Abstract

Focal segmental glomerulosclerosis (FSGS) is not a disease but a clinicopathologic entity. The term FSGS itself is a misnomer because its lesions are not always focal, segmental, or sclerotic. Its clinical expression also widely varies and is nonspecific. Confronted with such diversity, one cannot but translate the title of this contribution into a unifying version focusing on the podocyte, initial culprit, or victim of multiple processes leading to FSGS. Some have been identified in human glomerulopathies and/or in animal or cell culture models, and are classified as secondary. Genetic forms, nonsyndromic or syndromic, have adduced a wealth of knowledge on the slit diaphragm architecture and explain the reason for their steroid resistance.

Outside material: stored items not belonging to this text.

//! 内存代理
//!
//! 仅用于本地测试和演示：按路由规则把发布的消息投递到订阅队列，
//! 记录每次确认；支持模拟断连（未确认消息重新入队并标记为重投）
//! 以及预置连接/订阅失败。

use crate::error::BrokerError;
use crate::transport::{BrokerTransport, Delivery, DeliveryStream, Settle};
use async_trait::async_trait;
use bridge_routing::rule_matches;
use domain::{AckVerdict, RawMessage, RouteRule};
use std::collections::{BTreeMap, VecDeque};
use std::sync::atomic::{AtomicU64, Ordering};
use std::sync::{Arc, Mutex};
use tokio::sync::Notify;

/// 一次确认记录。
#[derive(Debug, Clone, PartialEq)]
pub struct Settlement {
    pub delivery_tag: u64,
    pub routing_key: String,
    pub payload: Vec<u8>,
    pub redelivered: bool,
    pub verdict: AckVerdict,
}

struct Queue {
    name: String,
    rule: RouteRule,
    messages: VecDeque<RawMessage>,
}

#[derive(Default)]
struct State {
    connected: bool,
    epoch: u64,
    connects: usize,
    queues: Vec<Queue>,
    unacked: BTreeMap<u64, (String, RawMessage)>,
    settlements: Vec<Settlement>,
    connect_failures: VecDeque<BrokerError>,
    subscribe_failures: VecDeque<BrokerError>,
}

impl State {
    fn queue_mut(&mut self, name: &str) -> Option<&mut Queue> {
        self.queues.iter_mut().find(|queue| queue.name == name)
    }

    /// 断开当前会话：旧投递流结束，未确认消息回到队首。
    fn disconnect(&mut self) {
        self.connected = false;
        self.epoch += 1;
        let unacked = std::mem::take(&mut self.unacked);
        for (_, (queue_name, mut message)) in unacked.into_iter().rev() {
            message.redelivered = true;
            if let Some(queue) = self.queue_mut(&queue_name) {
                queue.messages.push_front(message);
            }
        }
    }
}

struct Shared {
    state: Mutex<State>,
    notify: Notify,
    next_tag: AtomicU64,
}

/// 内存代理传输
#[derive(Clone)]
pub struct InMemoryTransport {
    shared: Arc<Shared>,
}

impl Default for InMemoryTransport {
    fn default() -> Self {
        Self::new()
    }
}

impl InMemoryTransport {
    pub fn new() -> Self {
        Self {
            shared: Arc::new(Shared {
                state: Mutex::new(State::default()),
                notify: Notify::new(),
                next_tag: AtomicU64::new(1),
            }),
        }
    }

    /// 发布一条消息，返回投递到的队列数。
    pub fn publish(&self, exchange: &str, routing_key: &str, payload: impl Into<Vec<u8>>) -> usize {
        let payload = payload.into();
        let delivered = {
            let Ok(mut state) = self.shared.state.lock() else {
                return 0;
            };
            let mut delivered = 0;
            for queue in state.queues.iter_mut() {
                if rule_matches(&queue.rule, exchange, routing_key) {
                    queue
                        .messages
                        .push_back(RawMessage::new(exchange, routing_key, 0, payload.clone()));
                    delivered += 1;
                }
            }
            delivered
        };
        self.shared.notify.notify_waiters();
        delivered
    }

    /// 模拟连接中断。
    pub fn drop_connection(&self) {
        if let Ok(mut state) = self.shared.state.lock() {
            state.disconnect();
        }
        self.shared.notify.notify_waiters();
    }

    /// 让接下来的一次 connect 失败（可多次调用排队）。
    pub fn fail_next_connect(&self, err: BrokerError) {
        if let Ok(mut state) = self.shared.state.lock() {
            state.connect_failures.push_back(err);
        }
    }

    /// 让接下来的一次 subscribe 失败（可多次调用排队）。
    pub fn fail_next_subscribe(&self, err: BrokerError) {
        if let Ok(mut state) = self.shared.state.lock() {
            state.subscribe_failures.push_back(err);
        }
    }

    pub fn settlements(&self) -> Vec<Settlement> {
        self.shared
            .state
            .lock()
            .map(|state| state.settlements.clone())
            .unwrap_or_default()
    }

    pub fn connect_count(&self) -> usize {
        self.shared
            .state
            .lock()
            .map(|state| state.connects)
            .unwrap_or_default()
    }

    pub fn is_connected(&self) -> bool {
        self.shared
            .state
            .lock()
            .map(|state| state.connected)
            .unwrap_or(false)
    }

    /// 队列中等待投递的消息（不含已投递未确认的）。
    pub fn queued(&self) -> Vec<RawMessage> {
        self.shared
            .state
            .lock()
            .map(|state| {
                state
                    .queues
                    .iter()
                    .flat_map(|queue| queue.messages.iter().cloned())
                    .collect()
            })
            .unwrap_or_default()
    }

    /// 尚未确认的消息数（排队中 + 已投递未确认）。
    pub fn outstanding(&self) -> usize {
        self.shared
            .state
            .lock()
            .map(|state| {
                state
                    .queues
                    .iter()
                    .map(|queue| queue.messages.len())
                    .sum::<usize>()
                    + state.unacked.len()
            })
            .unwrap_or_default()
    }
}

#[async_trait]
impl BrokerTransport for InMemoryTransport {
    async fn connect(&self) -> Result<(), BrokerError> {
        let mut state = self
            .shared
            .state
            .lock()
            .map_err(|_| BrokerError::Connect("lock failed".to_string()))?;
        if let Some(err) = state.connect_failures.pop_front() {
            return Err(err);
        }
        if !state.connected {
            state.connected = true;
            state.connects += 1;
        }
        Ok(())
    }

    async fn subscribe(&self, rule: &RouteRule) -> Result<Box<dyn DeliveryStream>, BrokerError> {
        let mut state = self
            .shared
            .state
            .lock()
            .map_err(|_| BrokerError::Subscription("lock failed".to_string()))?;
        if !state.connected {
            return Err(BrokerError::ConnectionLost("not connected".to_string()));
        }
        if let Some(err) = state.subscribe_failures.pop_front() {
            return Err(err);
        }
        let name = rule.queue_name.clone().unwrap_or_else(|| rule.label());
        if state.queue_mut(&name).is_none() {
            state.queues.push(Queue {
                name: name.clone(),
                rule: rule.clone(),
                messages: VecDeque::new(),
            });
        }
        Ok(Box::new(InMemoryStream {
            shared: self.shared.clone(),
            queue: name,
            epoch: state.epoch,
        }))
    }

    async fn close(&self) {
        if let Ok(mut state) = self.shared.state.lock() {
            if state.connected {
                state.disconnect();
            }
        }
        self.shared.notify.notify_waiters();
    }
}

struct InMemoryStream {
    shared: Arc<Shared>,
    queue: String,
    epoch: u64,
}

impl InMemoryStream {
    fn poll_queue(&self) -> Option<Option<Delivery>> {
        let mut state = self.shared.state.lock().ok()?;
        if !state.connected || state.epoch != self.epoch {
            return None;
        }
        let Some(mut message) = state
            .queue_mut(&self.queue)
            .and_then(|queue| queue.messages.pop_front())
        else {
            return Some(None);
        };
        let tag = self.shared.next_tag.fetch_add(1, Ordering::SeqCst);
        message.delivery_tag = tag;
        state
            .unacked
            .insert(tag, (self.queue.clone(), message.clone()));
        Some(Some(Delivery {
            message,
            settler: Box::new(InMemorySettler {
                shared: self.shared.clone(),
                tag,
                epoch: self.epoch,
            }),
        }))
    }
}

#[async_trait]
impl DeliveryStream for InMemoryStream {
    async fn next(&mut self) -> Option<Result<Delivery, BrokerError>> {
        // 每次拉取前让出一次调度，模拟网络往返
        tokio::task::yield_now().await;
        loop {
            let notified = self.shared.notify.notified();
            match self.poll_queue() {
                None => return None,
                Some(Some(delivery)) => return Some(Ok(delivery)),
                Some(None) => notified.await,
            }
        }
    }
}

struct InMemorySettler {
    shared: Arc<Shared>,
    tag: u64,
    epoch: u64,
}

#[async_trait]
impl Settle for InMemorySettler {
    async fn settle(&self, verdict: AckVerdict) -> Result<(), BrokerError> {
        let requeued = {
            let mut state = self
                .shared
                .state
                .lock()
                .map_err(|_| BrokerError::Settle("lock failed".to_string()))?;
            if state.epoch != self.epoch {
                return Err(BrokerError::ConnectionLost("channel closed".to_string()));
            }
            let Some((queue_name, mut message)) = state.unacked.remove(&self.tag) else {
                return Err(BrokerError::Settle(format!(
                    "unknown delivery tag {}",
                    self.tag
                )));
            };
            state.settlements.push(Settlement {
                delivery_tag: self.tag,
                routing_key: message.routing_key.clone(),
                payload: message.payload.clone(),
                redelivered: message.redelivered,
                verdict,
            });
            if verdict == AckVerdict::RequeueReject {
                message.redelivered = true;
                if let Some(queue) = state.queue_mut(&queue_name) {
                    queue.messages.push_front(message);
                }
                true
            } else {
                false
            }
        };
        if requeued {
            self.shared.notify.notify_waiters();
        }
        Ok(())
    }
}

Others, mostly expressed by a nephrotic syndrome, will be considered as idiopathic until the offending factor(s) that affect the molecular array of the slit diaphragm filtration barrier are identified and counteracted. Recent research has lead to suggesting that FSGS is not a T-cell-driven autoimmune glomerulopathy. Thus, treatments considered as etiologic, including glucocorticoids and calcineurin inhibitors, are in fact endowed with a mode of action on podocytes that suggests that drugs used such as immunosuppressors also might be considered as antiproteinuric agents.